## DATA FOR REVIEW
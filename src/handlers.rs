use crate::errors::AppError;
use crate::models::{
    resolve_subject, subject_options, today, NewSession, NewSubject, Session, SessionForm, Subject,
};
use crate::nav::Mode;
use crate::state::AppState;
use crate::storage::{Collection, Record};
use crate::ui::{self, Notice};
use axum::{
    extract::State,
    http::StatusCode,
    response::{Html, Redirect},
    Form, Json,
};
use tracing::{info, warn};

pub async fn index() -> Redirect {
    Redirect::to(Mode::default().path())
}

pub async fn add_subject_page() -> Html<String> {
    Html(ui::render_add_subject(None))
}

pub async fn add_subject(
    State(state): State<AppState>,
    Form(form): Form<NewSubject>,
) -> Result<(StatusCode, Html<String>), AppError> {
    match form.validate() {
        Ok(subject) => {
            insert_subject(&state, &subject).await?;
            let notice = Notice::success(format!("Subject {} added successfully!", subject.name));
            Ok((StatusCode::OK, Html(ui::render_add_subject(Some(&notice)))))
        }
        Err(message) => {
            warn!("subject rejected: {message}");
            let notice = Notice::error(message);
            Ok((
                StatusCode::UNPROCESSABLE_ENTITY,
                Html(ui::render_add_subject(Some(&notice))),
            ))
        }
    }
}

pub async fn add_session_page(State(state): State<AppState>) -> Html<String> {
    let subjects = state.store.all(Collection::Subjects).await;
    let options = subject_options(&subjects);
    Html(ui::render_add_session(&options, today(), None))
}

pub async fn add_session(
    State(state): State<AppState>,
    Form(form): Form<SessionForm>,
) -> Result<Html<String>, AppError> {
    let subjects = state.store.all(Collection::Subjects).await;
    let options = subject_options(&subjects);
    if options.is_empty() {
        return Ok(Html(ui::render_add_session(&options, today(), None)));
    }

    let Some(selected) = resolve_subject(&options, &form.subject) else {
        return Err(AppError::bad_request(format!(
            "unknown subject '{}'",
            form.subject
        )));
    };

    let session = Session {
        subject_id: selected.subject_id.clone(),
        session_date: form.session_date,
        condition: form.condition,
        notes: form.notes,
    };
    insert_session(&state, &session).await?;

    let notice = Notice::success("Session logged successfully!");
    Ok(Html(ui::render_add_session(&options, today(), Some(&notice))))
}

pub async fn view_subjects(State(state): State<AppState>) -> Html<String> {
    let subjects = state.store.all(Collection::Subjects).await;
    Html(ui::render_subjects(&subjects))
}

pub async fn view_sessions(State(state): State<AppState>) -> Html<String> {
    let sessions = state.store.all(Collection::Sessions).await;
    Html(ui::render_sessions(&sessions))
}

pub async fn list_subjects(State(state): State<AppState>) -> Json<Vec<Record>> {
    Json(state.store.all(Collection::Subjects).await)
}

pub async fn list_sessions(State(state): State<AppState>) -> Json<Vec<Record>> {
    Json(state.store.all(Collection::Sessions).await)
}

pub async fn create_subject(
    State(state): State<AppState>,
    Json(payload): Json<NewSubject>,
) -> Result<(StatusCode, Json<Record>), AppError> {
    let subject = payload.validate().map_err(AppError::bad_request)?;
    let record = insert_subject(&state, &subject).await?;
    Ok((StatusCode::CREATED, Json(record)))
}

/// `subject_id` is stored as given, whether or not such a subject exists.
pub async fn create_session(
    State(state): State<AppState>,
    Json(payload): Json<NewSession>,
) -> Result<(StatusCode, Json<Record>), AppError> {
    let session = Session::from(payload);
    let record = insert_session(&state, &session).await?;
    Ok((StatusCode::CREATED, Json(record)))
}

async fn insert_subject(state: &AppState, subject: &Subject) -> Result<Record, AppError> {
    let record = subject.to_record();
    let doc_id = state.store.insert(Collection::Subjects, record.clone()).await?;
    info!(doc_id, id = %subject.id, "subject added");
    Ok(record)
}

async fn insert_session(state: &AppState, session: &Session) -> Result<Record, AppError> {
    let record = session.to_record();
    let doc_id = state.store.insert(Collection::Sessions, record.clone()).await?;
    info!(doc_id, subject_id = %session.subject_id, "session logged");
    Ok(record)
}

## TRY IT
If a line in the records above contains the string "return", copy that line out.

## YOUR SOLUTION
        return Ok(Html(ui::render_add_session(&options, today(), None)));
        return Err(AppError::bad_request(format!(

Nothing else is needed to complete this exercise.